Proposals for Master's theses

Please note our general information on theses. In addition, please note that most theses supervised by the institute have an empirical part. We therefore recommend that students interested in writing a Master thesis attend the modeling and research courses offered by the finance institutes (Financial Modeling, Research in Finance).


Do green bonds help the environment?

Green bonds are bonds whose proceeds are used for projects that benefit the environment. You shall update key parts of a recent paper on green bonds, and extend it through the analysis of additional research questions.   Contact: Prof. Löffler

Literature to get started: ElBannan, M.  & Löffler, G. (2022). How effectively do green bonds help the environment? Working paper.

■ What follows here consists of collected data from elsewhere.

//! Snapshot publication: lock-free current pointer plus one-shot invalidation signals.

use std::sync::Arc;
use std::time::Instant;

use arc_swap::ArcSwap;
use parking_lot::Mutex;
use tokio::sync::watch;
use tracing::{error, info};

use crate::merge::ResourceViews;
use crate::snapshot::{BuildError, ConfigurationSnapshot, SnapshotBuilder};

/// One-shot notification that a snapshot has been superseded.
#[derive(Debug, Clone)]
pub struct InvalidationSignal {
    rx: watch::Receiver<bool>,
}

impl InvalidationSignal {
    fn new(rx: watch::Receiver<bool>) -> Self { Self { rx } }

    /// A signal nobody will ever fire; carried by snapshots that are never published.
    pub(crate) fn detached() -> Self {
        let (_tx, rx) = watch::channel(false);
        Self { rx }
    }

    pub fn is_invalidated(&self) -> bool { *self.rx.borrow() }

    /// Resolves `true` once the snapshot is superseded, or `false` if that can no
    /// longer happen because the publisher is gone.
    pub async fn invalidated(&self) -> bool {
        let mut rx = self.rx.clone();
        let fired = rx.wait_for(|v| *v).await.is_ok();
        fired
    }
}

/// Reader handle: lock-free access to the current snapshot plus version notifications.
#[derive(Clone)]
pub struct SnapshotHandle {
    current: Arc<ArcSwap<ConfigurationSnapshot>>,
    version_rx: watch::Receiver<u64>,
}

impl SnapshotHandle {
    pub fn current(&self) -> Arc<ConfigurationSnapshot> { self.current.load_full() }
    pub fn subscribe_version(&self) -> watch::Receiver<u64> { self.version_rx.clone() }
}

struct WriteState {
    builder: SnapshotBuilder,
    /// Fires the current snapshot's invalidation signal.
    signal: watch::Sender<bool>,
    version: u64,
}

/// Owns the current-snapshot pointer. Only `publish` writes it.
pub struct SnapshotPublisher {
    current: Arc<ArcSwap<ConfigurationSnapshot>>,
    write: Mutex<WriteState>,
    version_tx: watch::Sender<u64>,
    version_rx: watch::Receiver<u64>,
}

impl Default for SnapshotPublisher {
    fn default() -> Self { Self::new() }
}

impl SnapshotPublisher {
    /// Starts with an empty snapshot at version 0.
    pub fn new() -> Self {
        let (signal, signal_rx) = watch::channel(false);
        let initial = ConfigurationSnapshot::empty(0).with_invalidation(InvalidationSignal::new(signal_rx));
        let (version_tx, version_rx) = watch::channel(0u64);
        Self {
            current: Arc::new(ArcSwap::from_pointee(initial)),
            write: Mutex::new(WriteState { builder: SnapshotBuilder::new(), signal, version: 0 }),
            version_tx,
            version_rx,
        }
    }

    pub fn handle(&self) -> SnapshotHandle {
        SnapshotHandle { current: Arc::clone(&self.current), version_rx: self.version_rx.clone() }
    }

    pub fn current(&self) -> Arc<ConfigurationSnapshot> { self.current.load_full() }

    /// Build a snapshot from `views`, install it, then fire the previous snapshot's
    /// signal. On a build failure nothing changes and the error is returned.
    pub fn publish(&self, views: &ResourceViews) -> Result<Arc<ConfigurationSnapshot>, BuildError> {
        let mut w = self.write.lock();
        let version = w.version + 1;
        let t0 = Instant::now();
        let built = match w.builder.build(views, version) {
            Ok(s) => s,
            Err(e) => {
                metrics::counter!("snapshot_build_failures_total", 1);
                error!(version, error = %e, "snapshot build failed; keeping previous snapshot");
                return Err(e);
            }
        };
        let (signal, signal_rx) = watch::channel(false);
        let next = Arc::new(built.with_invalidation(InvalidationSignal::new(signal_rx)));
        self.current.store(Arc::clone(&next));
        let previous = std::mem::replace(&mut w.signal, signal);
        previous.send_replace(true);
        w.version = version;
        self.version_tx.send_replace(version);

        let took = t0.elapsed();
        metrics::histogram!("snapshot_build_seconds", took.as_secs_f64());
        metrics::gauge!("snapshot_version", version as f64);
        info!(version, routes = next.routes.len(), clusters = next.clusters.len(), took_ms = %took.as_millis(), "snapshot published");
        Ok(next)
    }
}

#[cfg(test)]
mod tests {
    use super::*;
    use gantry_core::Route;

    fn primed(routes: Vec<Route>) -> ResourceViews {
        ResourceViews { routes: Arc::new(routes.into_iter().collect()), ..Default::default() }
    }

    #[test]
    fn initial_snapshot_is_empty_version_zero() {
        let p = SnapshotPublisher::new();
        let s = p.current();
        assert_eq!(s.version, 0);
        assert!(s.routes.is_empty());
        assert!(!s.invalidation().is_invalidated());
    }

    #[tokio::test]
    async fn previous_signal_fires_after_install() {
        let p = SnapshotPublisher::new();
        let handle = p.handle();
        let first = handle.current();
        let signal = first.invalidation();

        let waiter = {
            let handle = handle.clone();
            tokio::spawn(async move {
                let fired = signal.invalidated().await;
                (fired, handle.current().version)
            })
        };
        p.publish(&primed(vec![Route::new("r1", None)])).unwrap();
        let (fired, seen) = waiter.await.unwrap();
        assert!(fired);
        assert_eq!(seen, 1);
        assert!(!handle.current().invalidation().is_invalidated());
        assert_eq!(*handle.subscribe_version().borrow(), 1);
    }

    #[test]
    fn failed_build_keeps_previous_snapshot_and_signal() {
        let p = SnapshotPublisher::new();
        p.publish(&primed(vec![Route::new("ok", None)])).unwrap();
        let before = p.current();
        assert!(p.publish(&primed(vec![Route::new("bad", None).with_path("/{")])).is_err());
        let after = p.current();
        assert!(Arc::ptr_eq(&before, &after));
        assert!(!after.invalidation().is_invalidated());
        // The failed attempt does not consume a version.
        assert_eq!(p.publish(&primed(vec![])).unwrap().version, 2);
        assert!(after.invalidation().is_invalidated());
    }

    #[tokio::test]
    async fn detached_signal_reports_publisher_gone() {
        let s = InvalidationSignal::detached();
        assert!(!s.invalidated().await);
    }
}
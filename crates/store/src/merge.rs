//! Debounce & merge: combine the latest view of every kind into one tick per quiet period.

use std::sync::Arc;
use std::time::Duration;

use gantry_core::{
    AuthenticationPolicy, Certificate, Cluster, Middleware, ResourceKind, Route, ServiceDiscovery,
};
use tokio::sync::{mpsc, watch};
use tokio::task::JoinHandle;
use tokio::time::Instant;
use tokio_util::sync::CancellationToken;
use tracing::{debug, info};

use crate::view::MaterializedView;

/// Latest view of every resource kind at one point in logical time.
#[derive(Debug, Clone, Default)]
pub struct ResourceViews {
    pub routes: Arc<MaterializedView<Route>>,
    pub clusters: Arc<MaterializedView<Cluster>>,
    pub middlewares: Arc<MaterializedView<Middleware>>,
    pub certificates: Arc<MaterializedView<Certificate>>,
    pub authentication_policies: Arc<MaterializedView<AuthenticationPolicy>>,
    pub service_discoveries: Arc<MaterializedView<ServiceDiscovery>>,
}

impl ResourceViews {
    /// Every kind has completed its first listing.
    pub fn is_primed(&self) -> bool {
        self.routes.is_primed()
            && self.clusters.is_primed()
            && self.middlewares.is_primed()
            && self.certificates.is_primed()
            && self.authentication_policies.is_primed()
            && self.service_discoveries.is_primed()
    }

    /// Both hold the very same view of every kind.
    pub fn same_as(&self, other: &ResourceViews) -> bool {
        Arc::ptr_eq(&self.routes, &other.routes)
            && Arc::ptr_eq(&self.clusters, &other.clusters)
            && Arc::ptr_eq(&self.middlewares, &other.middlewares)
            && Arc::ptr_eq(&self.certificates, &other.certificates)
            && Arc::ptr_eq(&self.authentication_policies, &other.authentication_policies)
            && Arc::ptr_eq(&self.service_discoveries, &other.service_discoveries)
    }

    pub fn len(&self, kind: ResourceKind) -> usize {
        match kind {
            ResourceKind::Route => self.routes.len(),
            ResourceKind::Cluster => self.clusters.len(),
            ResourceKind::Middleware => self.middlewares.len(),
            ResourceKind::Certificate => self.certificates.len(),
            ResourceKind::AuthenticationPolicy => self.authentication_policies.len(),
            ResourceKind::ServiceDiscovery => self.service_discoveries.len(),
        }
    }
}

/// Watch receivers of the six accumulators.
#[derive(Clone)]
pub struct ViewReceivers {
    pub routes: watch::Receiver<Arc<MaterializedView<Route>>>,
    pub clusters: watch::Receiver<Arc<MaterializedView<Cluster>>>,
    pub middlewares: watch::Receiver<Arc<MaterializedView<Middleware>>>,
    pub certificates: watch::Receiver<Arc<MaterializedView<Certificate>>>,
    pub authentication_policies: watch::Receiver<Arc<MaterializedView<AuthenticationPolicy>>>,
    pub service_discoveries: watch::Receiver<Arc<MaterializedView<ServiceDiscovery>>>,
}

impl ViewReceivers {
    pub fn latest(&self) -> ResourceViews {
        ResourceViews {
            routes: self.routes.borrow().clone(),
            clusters: self.clusters.borrow().clone(),
            middlewares: self.middlewares.borrow().clone(),
            certificates: self.certificates.borrow().clone(),
            authentication_policies: self.authentication_policies.borrow().clone(),
            service_discoveries: self.service_discoveries.borrow().clone(),
        }
    }
}

/// Quiet-window debouncer with a maximum-delay ceiling.
///
/// The deadline is `last + quiet`, but never later than `first + max_delay`, so a
/// continuous stream of updates still produces a tick at least every `max_delay`.
#[derive(Debug, Clone)]
pub struct Debouncer {
    quiet: Duration,
    max_delay: Duration,
    first: Option<Instant>,
    last: Option<Instant>,
}

impl Debouncer {
    pub fn new(quiet: Duration, max_delay: Duration) -> Self {
        Self { quiet, max_delay: max_delay.max(quiet), first: None, last: None }
    }

    pub fn record(&mut self, now: Instant) {
        self.first.get_or_insert(now);
        self.last = Some(now);
    }

    pub fn is_pending(&self) -> bool { self.first.is_some() }

    pub fn deadline(&self) -> Option<Instant> {
        match (self.first, self.last) {
            (Some(first), Some(last)) => Some((last + self.quiet).min(first + self.max_delay)),
            _ => None,
        }
    }

    /// Clear the pending burst.
    pub fn reset(&mut self) {
        self.first = None;
        self.last = None;
    }
}

/// Spawn the merge stage. `on_tick` runs on the stage's task, so ticks are serialized.
/// No tick is emitted until every view is primed.
pub fn spawn_merge<F>(
    views: ViewReceivers,
    mut pings: mpsc::Receiver<ResourceKind>,
    mut debouncer: Debouncer,
    cancel: CancellationToken,
    mut on_tick: F,
) -> JoinHandle<()>
where
    F: FnMut(ResourceViews) + Send + 'static,
{
    tokio::spawn(async move {
        let mut ticks: u64 = 0;
        let mut last: Option<ResourceViews> = None;
        loop {
            let deadline = debouncer.deadline();
            tokio::select! {
                _ = cancel.cancelled() => break,
                ping = pings.recv() => match ping {
                    Some(kind) => {
                        debug!(%kind, "view changed");
                        debouncer.record(Instant::now());
                    }
                    None => {
                        debug!("ping channel closed; stopping merge stage");
                        break;
                    }
                },
                _ = tokio::time::sleep_until(deadline.unwrap_or_else(Instant::now)), if deadline.is_some() => {
                    debouncer.reset();
                    let latest = views.latest();
                    if !latest.is_primed() {
                        debug!("waiting for every kind to complete its first listing");
                        continue;
                    }
                    if last.as_ref().is_some_and(|l| l.same_as(&latest)) {
                        debug!("views unchanged since last tick");
                        continue;
                    }
                    ticks += 1;
                    metrics::counter!("merge_ticks_total", 1);
                    debug!(tick = ticks, "merge tick");
                    last = Some(latest.clone());
                    on_tick(latest);
                }
            }
        }
        info!(ticks, "merge stage stopped");
    })
}

#[cfg(test)]
mod tests {
    use super::*;

    #[tokio::test]
    async fn deadline_is_capped_by_max_delay() {
        let t0 = Instant::now();
        let mut d = Debouncer::new(Duration::from_millis(100), Duration::from_millis(250));
        assert!(d.deadline().is_none());
        d.record(t0);
        assert_eq!(d.deadline(), Some(t0 + Duration::from_millis(100)));
        d.record(t0 + Duration::from_millis(90));
        assert_eq!(d.deadline(), Some(t0 + Duration::from_millis(190)));
        d.record(t0 + Duration::from_millis(200));
        assert_eq!(d.deadline(), Some(t0 + Duration::from_millis(250)));
        d.reset();
        assert!(!d.is_pending());
    }

    #[test]
    fn default_views_are_not_primed() {
        assert!(!ResourceViews::default().is_primed());
    }
}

Predictability of stock market returns

First you shall replicate the core parts of a recent paper on the long-run predictability of stock market returns. Then you shall examine whether additional variables also help to predict stock market returns. The selection of additional variables will be discussed in advance.   Contact: Prof. Löffler

Literature to get started: Golez, B., & Koudijs, P. (2018). Four centuries of return predictability. Journal of Financial Economics127(2), 248-263.



Prediction of industry returns

Your main taks is to update a recent paper that presents a machine learning approach for predicting industry returns and that also derives a trading strategy based on these predictions. You shall also apply other popular trading strategies to industry returns and compare the performance to that of the machine learning approach.

Literature to get started: Rapach, D. E., Strauss, J. K., Tu, J., & Zhou, G. (2019). Industry return predictability: A machine learning approach. The Journal of Financial Data Science, 1(3), 9-28.



Performance of value-at-risk models: an update

The last two years have seen a large number of extreme stock market moves, e.g.., in the early days of the Covid pandemic. In your thesis, you shall test for a representative set of value-at-risk (VaR) models how they performed during recent years here and how this performance compares to their prior performance.

Literature to get started: Nieto, M.R. and Ruiz, E., 2016. Frontiers in VaR forecasting and backtesting. International Journal of Forecasting32(2), 475-501.